## [Problem to work on]
Show every line in the records below that contains the word "StatusCode".

Recorded data:

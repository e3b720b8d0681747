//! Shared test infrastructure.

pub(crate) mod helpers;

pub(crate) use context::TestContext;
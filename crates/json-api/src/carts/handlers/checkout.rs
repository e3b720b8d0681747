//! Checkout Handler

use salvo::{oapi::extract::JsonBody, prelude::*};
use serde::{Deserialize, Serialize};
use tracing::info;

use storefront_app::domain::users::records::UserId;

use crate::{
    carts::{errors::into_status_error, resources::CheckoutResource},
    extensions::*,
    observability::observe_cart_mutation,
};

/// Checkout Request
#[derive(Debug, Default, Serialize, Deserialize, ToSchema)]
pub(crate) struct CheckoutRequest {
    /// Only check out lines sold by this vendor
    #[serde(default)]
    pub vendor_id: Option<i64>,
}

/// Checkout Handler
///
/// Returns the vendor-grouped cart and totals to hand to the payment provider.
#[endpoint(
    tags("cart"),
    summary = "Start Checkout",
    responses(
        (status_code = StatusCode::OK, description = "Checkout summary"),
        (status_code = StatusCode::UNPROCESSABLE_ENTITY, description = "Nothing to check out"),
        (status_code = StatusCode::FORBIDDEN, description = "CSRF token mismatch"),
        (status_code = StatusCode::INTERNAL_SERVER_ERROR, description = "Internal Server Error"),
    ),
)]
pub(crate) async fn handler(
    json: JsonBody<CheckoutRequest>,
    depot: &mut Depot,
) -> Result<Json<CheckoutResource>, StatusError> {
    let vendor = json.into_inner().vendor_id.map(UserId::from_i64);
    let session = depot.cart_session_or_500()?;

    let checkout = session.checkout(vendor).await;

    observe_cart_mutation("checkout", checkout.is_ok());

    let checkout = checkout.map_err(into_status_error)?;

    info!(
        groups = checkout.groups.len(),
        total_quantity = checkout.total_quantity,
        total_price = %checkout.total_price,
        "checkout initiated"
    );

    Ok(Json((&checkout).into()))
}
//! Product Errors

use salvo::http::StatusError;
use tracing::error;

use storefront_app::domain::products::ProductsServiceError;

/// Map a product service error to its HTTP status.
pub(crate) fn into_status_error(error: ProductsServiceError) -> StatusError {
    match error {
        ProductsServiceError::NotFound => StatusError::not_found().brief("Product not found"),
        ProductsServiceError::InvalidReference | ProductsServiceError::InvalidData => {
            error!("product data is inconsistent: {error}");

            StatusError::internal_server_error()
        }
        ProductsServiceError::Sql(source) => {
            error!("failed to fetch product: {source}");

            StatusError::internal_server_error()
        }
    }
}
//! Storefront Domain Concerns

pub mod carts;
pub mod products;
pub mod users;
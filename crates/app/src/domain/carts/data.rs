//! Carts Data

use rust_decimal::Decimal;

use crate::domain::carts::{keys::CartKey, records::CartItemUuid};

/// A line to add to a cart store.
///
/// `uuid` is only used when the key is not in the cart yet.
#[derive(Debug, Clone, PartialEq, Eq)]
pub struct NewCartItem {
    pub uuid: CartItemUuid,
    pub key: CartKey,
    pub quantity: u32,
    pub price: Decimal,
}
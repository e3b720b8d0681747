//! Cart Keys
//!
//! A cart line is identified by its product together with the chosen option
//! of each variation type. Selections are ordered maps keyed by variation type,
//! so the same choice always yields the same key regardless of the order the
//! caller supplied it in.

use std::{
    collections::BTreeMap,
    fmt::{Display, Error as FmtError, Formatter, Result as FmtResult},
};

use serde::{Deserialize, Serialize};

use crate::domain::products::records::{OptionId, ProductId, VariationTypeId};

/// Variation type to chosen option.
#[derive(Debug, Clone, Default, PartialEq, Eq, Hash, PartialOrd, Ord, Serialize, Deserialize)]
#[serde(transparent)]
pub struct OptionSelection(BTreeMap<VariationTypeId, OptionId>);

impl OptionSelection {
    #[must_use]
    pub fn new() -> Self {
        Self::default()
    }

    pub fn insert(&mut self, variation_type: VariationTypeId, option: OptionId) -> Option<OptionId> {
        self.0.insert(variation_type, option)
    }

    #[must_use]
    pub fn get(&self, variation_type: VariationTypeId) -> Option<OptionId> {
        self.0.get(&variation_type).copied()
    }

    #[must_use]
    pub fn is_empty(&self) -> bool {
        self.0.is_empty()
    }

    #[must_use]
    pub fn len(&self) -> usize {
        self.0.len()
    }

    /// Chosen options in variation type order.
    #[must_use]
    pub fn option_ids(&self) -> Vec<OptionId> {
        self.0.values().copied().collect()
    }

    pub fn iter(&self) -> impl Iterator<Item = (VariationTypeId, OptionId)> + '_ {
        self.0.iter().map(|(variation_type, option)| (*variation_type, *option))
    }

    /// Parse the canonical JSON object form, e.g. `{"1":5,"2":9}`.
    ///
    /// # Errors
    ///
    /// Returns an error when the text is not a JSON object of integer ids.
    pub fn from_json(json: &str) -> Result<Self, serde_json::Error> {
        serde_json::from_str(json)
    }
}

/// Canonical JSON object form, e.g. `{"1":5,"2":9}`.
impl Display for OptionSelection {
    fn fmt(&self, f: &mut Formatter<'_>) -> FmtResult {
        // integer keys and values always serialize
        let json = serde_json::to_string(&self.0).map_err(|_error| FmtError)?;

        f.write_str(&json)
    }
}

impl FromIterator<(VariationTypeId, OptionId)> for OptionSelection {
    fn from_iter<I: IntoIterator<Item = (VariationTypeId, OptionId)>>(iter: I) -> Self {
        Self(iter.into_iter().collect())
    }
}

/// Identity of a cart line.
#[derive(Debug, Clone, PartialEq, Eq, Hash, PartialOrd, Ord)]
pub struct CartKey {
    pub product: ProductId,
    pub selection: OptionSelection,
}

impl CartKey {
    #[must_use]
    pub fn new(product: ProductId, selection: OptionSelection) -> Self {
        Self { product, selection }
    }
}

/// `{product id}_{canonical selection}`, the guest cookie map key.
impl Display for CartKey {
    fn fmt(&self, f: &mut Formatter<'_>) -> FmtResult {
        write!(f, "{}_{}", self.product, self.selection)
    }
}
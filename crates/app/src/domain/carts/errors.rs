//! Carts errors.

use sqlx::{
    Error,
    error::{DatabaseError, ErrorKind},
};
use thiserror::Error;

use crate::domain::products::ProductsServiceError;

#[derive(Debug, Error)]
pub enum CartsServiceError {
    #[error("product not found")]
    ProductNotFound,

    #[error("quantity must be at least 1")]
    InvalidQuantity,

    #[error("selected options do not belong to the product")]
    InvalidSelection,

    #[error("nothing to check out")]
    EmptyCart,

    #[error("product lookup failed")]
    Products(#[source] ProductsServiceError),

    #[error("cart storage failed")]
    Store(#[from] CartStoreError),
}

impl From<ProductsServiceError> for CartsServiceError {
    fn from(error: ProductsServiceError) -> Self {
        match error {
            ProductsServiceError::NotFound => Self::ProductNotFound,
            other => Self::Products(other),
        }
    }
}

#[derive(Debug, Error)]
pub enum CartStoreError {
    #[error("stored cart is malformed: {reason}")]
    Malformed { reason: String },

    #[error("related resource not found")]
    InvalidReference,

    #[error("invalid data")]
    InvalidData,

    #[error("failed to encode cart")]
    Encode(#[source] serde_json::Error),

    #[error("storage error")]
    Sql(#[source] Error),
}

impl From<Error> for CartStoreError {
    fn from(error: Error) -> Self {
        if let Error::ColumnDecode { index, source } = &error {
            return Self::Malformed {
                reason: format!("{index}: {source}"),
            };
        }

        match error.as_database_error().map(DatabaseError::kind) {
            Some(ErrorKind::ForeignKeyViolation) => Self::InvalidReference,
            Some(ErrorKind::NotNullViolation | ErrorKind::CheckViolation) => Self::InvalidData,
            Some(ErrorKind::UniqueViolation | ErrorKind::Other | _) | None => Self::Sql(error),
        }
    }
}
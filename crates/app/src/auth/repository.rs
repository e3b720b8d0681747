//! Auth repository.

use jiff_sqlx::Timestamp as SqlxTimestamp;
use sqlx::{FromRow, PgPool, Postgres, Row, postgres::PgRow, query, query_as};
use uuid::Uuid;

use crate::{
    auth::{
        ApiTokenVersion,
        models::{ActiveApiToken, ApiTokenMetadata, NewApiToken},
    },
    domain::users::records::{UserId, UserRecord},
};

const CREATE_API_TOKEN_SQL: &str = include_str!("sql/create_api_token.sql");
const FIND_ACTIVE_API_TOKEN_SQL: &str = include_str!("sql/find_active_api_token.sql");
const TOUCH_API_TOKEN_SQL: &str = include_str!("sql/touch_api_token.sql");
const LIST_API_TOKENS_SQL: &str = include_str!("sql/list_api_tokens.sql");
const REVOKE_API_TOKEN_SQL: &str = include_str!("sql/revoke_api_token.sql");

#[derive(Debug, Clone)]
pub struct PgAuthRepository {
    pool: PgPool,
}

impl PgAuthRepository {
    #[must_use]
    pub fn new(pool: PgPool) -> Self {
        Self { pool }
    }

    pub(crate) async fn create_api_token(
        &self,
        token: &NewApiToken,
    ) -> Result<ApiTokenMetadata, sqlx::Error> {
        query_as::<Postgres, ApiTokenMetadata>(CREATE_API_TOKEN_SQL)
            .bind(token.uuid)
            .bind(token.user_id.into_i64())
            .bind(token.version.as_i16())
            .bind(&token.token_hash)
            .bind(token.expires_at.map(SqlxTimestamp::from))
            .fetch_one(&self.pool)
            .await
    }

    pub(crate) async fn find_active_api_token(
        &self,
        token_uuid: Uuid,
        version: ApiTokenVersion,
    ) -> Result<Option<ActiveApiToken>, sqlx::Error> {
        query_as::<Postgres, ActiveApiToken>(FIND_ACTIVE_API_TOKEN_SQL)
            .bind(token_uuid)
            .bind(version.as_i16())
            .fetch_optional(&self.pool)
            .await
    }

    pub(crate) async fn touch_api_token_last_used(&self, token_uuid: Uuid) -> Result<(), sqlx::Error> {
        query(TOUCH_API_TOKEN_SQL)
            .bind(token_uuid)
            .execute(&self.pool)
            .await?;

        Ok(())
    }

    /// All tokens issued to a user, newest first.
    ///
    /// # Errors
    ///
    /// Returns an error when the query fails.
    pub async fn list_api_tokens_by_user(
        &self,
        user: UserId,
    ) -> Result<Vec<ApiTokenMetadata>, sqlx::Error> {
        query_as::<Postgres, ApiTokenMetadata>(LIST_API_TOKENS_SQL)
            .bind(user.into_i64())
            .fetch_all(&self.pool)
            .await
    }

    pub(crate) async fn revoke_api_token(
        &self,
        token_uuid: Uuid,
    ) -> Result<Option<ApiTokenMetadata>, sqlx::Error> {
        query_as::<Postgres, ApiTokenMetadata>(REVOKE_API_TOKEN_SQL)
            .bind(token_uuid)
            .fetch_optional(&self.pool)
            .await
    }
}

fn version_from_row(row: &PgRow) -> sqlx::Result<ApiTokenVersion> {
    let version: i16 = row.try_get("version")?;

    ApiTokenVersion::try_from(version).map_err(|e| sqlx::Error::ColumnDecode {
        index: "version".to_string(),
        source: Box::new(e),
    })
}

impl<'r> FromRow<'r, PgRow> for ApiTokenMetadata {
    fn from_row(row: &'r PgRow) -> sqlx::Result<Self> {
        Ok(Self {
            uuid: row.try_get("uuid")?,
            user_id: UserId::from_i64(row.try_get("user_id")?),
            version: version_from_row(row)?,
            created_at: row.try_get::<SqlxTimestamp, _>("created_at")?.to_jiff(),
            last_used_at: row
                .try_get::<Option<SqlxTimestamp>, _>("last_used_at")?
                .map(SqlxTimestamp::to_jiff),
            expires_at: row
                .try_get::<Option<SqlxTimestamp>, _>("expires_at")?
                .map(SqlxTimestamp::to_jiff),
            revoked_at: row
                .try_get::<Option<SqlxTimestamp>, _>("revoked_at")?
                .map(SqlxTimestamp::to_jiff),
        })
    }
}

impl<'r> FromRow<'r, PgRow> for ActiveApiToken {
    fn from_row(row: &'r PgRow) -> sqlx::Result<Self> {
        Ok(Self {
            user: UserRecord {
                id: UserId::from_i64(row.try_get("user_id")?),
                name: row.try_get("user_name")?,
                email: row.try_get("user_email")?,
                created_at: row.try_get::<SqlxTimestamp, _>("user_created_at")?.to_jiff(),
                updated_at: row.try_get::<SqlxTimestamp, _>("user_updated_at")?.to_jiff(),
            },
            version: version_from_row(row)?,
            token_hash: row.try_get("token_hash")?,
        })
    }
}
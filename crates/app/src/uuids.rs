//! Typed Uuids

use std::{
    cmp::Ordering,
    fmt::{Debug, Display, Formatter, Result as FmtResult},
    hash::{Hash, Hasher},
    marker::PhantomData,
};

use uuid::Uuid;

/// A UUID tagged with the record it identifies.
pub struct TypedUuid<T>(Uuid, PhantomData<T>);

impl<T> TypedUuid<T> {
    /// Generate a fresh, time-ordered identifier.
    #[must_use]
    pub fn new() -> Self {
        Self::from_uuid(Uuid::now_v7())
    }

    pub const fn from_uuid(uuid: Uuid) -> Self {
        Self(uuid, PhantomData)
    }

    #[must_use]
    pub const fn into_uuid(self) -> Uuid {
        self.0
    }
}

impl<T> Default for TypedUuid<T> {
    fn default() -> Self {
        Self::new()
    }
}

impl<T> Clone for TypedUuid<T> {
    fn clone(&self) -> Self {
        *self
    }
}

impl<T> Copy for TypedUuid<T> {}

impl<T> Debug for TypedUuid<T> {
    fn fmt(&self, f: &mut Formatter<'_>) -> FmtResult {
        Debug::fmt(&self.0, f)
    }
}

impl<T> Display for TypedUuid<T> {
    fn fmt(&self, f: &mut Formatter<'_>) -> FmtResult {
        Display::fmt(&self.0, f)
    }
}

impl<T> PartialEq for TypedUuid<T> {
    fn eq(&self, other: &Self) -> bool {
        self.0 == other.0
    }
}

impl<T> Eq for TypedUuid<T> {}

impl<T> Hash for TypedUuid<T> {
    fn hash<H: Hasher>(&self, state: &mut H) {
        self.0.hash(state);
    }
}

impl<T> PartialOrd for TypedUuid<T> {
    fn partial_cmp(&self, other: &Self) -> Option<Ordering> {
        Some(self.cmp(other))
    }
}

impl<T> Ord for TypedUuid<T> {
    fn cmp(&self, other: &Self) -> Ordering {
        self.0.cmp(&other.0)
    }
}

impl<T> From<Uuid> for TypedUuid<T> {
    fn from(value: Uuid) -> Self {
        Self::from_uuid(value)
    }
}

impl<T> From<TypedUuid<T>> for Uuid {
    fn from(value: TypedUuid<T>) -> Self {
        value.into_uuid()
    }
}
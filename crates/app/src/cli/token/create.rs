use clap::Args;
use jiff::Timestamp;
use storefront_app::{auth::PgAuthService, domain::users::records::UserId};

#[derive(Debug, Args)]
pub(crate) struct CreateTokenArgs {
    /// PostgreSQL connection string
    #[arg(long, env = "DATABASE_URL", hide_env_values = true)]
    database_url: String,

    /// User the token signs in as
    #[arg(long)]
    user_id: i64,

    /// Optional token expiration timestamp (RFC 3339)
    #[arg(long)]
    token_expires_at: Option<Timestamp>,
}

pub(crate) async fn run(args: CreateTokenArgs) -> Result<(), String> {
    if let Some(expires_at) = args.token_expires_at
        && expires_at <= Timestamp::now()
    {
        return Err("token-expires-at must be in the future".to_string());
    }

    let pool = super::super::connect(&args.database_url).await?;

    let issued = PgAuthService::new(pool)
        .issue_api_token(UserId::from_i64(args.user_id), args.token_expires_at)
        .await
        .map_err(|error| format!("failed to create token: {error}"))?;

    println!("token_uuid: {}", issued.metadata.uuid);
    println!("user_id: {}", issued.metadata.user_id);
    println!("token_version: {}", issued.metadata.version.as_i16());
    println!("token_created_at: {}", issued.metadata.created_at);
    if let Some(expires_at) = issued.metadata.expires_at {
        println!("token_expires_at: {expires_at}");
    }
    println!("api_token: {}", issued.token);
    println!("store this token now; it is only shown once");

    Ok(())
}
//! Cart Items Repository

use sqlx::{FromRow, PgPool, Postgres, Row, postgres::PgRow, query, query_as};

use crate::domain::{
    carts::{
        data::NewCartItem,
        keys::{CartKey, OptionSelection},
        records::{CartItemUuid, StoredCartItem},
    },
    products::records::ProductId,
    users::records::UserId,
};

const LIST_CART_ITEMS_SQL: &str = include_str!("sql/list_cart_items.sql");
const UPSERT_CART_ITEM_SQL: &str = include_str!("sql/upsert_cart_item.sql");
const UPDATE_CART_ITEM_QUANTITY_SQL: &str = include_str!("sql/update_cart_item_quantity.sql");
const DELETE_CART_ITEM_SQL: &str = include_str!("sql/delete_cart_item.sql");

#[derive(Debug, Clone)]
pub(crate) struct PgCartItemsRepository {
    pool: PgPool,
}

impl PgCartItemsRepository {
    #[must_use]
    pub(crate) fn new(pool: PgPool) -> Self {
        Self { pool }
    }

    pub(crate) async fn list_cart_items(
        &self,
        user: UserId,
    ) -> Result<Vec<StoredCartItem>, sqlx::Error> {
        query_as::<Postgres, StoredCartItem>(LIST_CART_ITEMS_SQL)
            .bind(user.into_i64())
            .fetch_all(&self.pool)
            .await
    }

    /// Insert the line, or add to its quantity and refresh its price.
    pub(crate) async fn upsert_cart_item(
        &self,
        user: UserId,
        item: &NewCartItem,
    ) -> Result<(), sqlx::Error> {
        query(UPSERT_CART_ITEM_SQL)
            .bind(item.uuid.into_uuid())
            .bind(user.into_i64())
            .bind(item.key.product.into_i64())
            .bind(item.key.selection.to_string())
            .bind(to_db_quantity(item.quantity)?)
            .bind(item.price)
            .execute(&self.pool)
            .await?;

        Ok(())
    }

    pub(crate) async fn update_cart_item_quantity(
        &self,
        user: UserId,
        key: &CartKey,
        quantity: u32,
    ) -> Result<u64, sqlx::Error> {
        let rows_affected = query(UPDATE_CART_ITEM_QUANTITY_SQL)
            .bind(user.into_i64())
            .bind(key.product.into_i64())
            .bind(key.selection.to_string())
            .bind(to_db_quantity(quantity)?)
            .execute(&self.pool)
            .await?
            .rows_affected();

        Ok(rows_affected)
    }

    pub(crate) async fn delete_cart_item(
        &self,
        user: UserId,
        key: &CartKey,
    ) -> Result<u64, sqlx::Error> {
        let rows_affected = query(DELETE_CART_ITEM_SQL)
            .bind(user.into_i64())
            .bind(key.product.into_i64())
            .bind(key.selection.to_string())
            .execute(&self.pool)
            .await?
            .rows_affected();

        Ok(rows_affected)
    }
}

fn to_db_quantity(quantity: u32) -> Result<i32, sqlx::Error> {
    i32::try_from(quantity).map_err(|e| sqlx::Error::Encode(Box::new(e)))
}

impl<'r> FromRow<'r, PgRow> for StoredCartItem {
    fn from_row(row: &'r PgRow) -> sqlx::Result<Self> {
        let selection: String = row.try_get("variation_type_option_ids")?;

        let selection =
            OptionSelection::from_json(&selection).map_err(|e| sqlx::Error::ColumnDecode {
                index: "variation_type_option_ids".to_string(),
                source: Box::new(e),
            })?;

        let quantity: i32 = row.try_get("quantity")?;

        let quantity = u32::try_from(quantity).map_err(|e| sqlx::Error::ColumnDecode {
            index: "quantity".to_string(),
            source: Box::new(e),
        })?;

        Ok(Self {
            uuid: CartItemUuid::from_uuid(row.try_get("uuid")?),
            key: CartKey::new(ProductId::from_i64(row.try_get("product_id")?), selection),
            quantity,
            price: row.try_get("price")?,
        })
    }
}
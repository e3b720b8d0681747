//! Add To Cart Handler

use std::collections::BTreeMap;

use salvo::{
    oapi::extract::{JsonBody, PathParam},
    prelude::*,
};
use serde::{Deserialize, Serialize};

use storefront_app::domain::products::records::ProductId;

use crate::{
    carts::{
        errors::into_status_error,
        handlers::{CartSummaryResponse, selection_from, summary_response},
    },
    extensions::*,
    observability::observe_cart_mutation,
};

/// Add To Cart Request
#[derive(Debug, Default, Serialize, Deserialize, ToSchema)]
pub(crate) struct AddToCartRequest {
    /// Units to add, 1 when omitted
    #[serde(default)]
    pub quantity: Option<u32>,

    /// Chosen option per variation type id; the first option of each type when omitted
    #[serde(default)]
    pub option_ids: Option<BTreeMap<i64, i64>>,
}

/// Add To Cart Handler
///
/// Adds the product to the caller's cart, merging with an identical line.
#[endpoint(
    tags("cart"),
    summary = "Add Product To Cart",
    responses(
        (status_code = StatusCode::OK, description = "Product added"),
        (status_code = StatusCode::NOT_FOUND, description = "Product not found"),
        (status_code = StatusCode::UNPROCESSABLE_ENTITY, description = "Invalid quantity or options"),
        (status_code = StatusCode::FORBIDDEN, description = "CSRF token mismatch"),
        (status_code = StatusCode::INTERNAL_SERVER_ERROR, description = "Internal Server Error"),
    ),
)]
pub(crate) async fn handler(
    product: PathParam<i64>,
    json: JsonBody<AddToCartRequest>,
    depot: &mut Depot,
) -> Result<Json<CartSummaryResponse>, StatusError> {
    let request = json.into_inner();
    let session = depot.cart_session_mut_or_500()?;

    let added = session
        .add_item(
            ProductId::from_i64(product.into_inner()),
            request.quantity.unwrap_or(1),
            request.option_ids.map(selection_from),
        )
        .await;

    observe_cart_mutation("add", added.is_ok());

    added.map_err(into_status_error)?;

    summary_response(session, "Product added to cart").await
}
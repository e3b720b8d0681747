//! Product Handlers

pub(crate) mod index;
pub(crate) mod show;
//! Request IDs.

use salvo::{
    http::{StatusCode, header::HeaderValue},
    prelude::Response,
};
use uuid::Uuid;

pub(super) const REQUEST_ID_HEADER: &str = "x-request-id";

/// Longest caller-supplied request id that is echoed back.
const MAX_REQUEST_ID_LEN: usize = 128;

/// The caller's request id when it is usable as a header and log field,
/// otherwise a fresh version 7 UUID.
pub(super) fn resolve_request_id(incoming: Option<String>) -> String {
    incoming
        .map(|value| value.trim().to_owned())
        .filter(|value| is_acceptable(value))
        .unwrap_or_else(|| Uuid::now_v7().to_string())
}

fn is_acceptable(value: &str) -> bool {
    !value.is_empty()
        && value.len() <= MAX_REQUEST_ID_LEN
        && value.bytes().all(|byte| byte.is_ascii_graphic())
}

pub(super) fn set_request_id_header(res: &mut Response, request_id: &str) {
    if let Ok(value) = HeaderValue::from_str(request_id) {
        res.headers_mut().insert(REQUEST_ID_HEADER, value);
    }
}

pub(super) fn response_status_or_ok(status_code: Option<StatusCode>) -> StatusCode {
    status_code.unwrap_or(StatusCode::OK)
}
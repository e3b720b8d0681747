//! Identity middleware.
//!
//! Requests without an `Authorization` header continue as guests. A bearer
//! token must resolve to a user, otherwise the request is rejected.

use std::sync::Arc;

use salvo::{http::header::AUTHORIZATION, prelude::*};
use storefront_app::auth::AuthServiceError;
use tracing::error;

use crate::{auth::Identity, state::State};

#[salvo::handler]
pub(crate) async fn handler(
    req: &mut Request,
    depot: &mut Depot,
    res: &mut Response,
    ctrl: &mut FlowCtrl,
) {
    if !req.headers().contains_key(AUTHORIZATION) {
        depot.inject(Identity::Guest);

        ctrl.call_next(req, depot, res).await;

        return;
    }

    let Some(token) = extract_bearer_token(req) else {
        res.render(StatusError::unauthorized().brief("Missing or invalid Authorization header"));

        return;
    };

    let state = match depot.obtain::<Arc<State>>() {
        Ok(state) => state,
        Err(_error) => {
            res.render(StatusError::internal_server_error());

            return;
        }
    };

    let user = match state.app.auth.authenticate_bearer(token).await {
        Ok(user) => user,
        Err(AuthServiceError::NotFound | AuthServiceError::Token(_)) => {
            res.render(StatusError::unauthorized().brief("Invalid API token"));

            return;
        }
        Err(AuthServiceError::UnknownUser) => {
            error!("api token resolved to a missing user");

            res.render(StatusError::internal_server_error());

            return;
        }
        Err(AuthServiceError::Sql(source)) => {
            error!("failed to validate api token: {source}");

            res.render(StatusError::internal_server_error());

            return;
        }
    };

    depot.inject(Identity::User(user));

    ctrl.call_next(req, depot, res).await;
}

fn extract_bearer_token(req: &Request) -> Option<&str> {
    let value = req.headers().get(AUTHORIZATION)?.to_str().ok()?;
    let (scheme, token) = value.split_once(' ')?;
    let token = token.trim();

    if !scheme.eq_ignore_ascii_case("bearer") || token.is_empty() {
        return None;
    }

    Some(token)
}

## [Written solution]
        (status_code = StatusCode::OK, description = "Checkout summary"),
        (status_code = StatusCode::UNPROCESSABLE_ENTITY, description = "Nothing to check out"),
        (status_code = StatusCode::FORBIDDEN, description = "CSRF token mismatch"),
        (status_code = StatusCode::INTERNAL_SERVER_ERROR, description = "Internal Server Error"),
        (status_code = StatusCode::OK, description = "Product added"),
        (status_code = StatusCode::NOT_FOUND, description = "Product not found"),
        (status_code = StatusCode::UNPROCESSABLE_ENTITY, description = "Invalid quantity or options"),
        (status_code = StatusCode::FORBIDDEN, description = "CSRF token mismatch"),
        (status_code = StatusCode::INTERNAL_SERVER_ERROR, description = "Internal Server Error"),
    http::{StatusCode, header::HeaderValue},
pub(super) fn response_status_or_ok(status_code: Option<StatusCode>) -> StatusCode {
    status_code.unwrap_or(StatusCode::OK)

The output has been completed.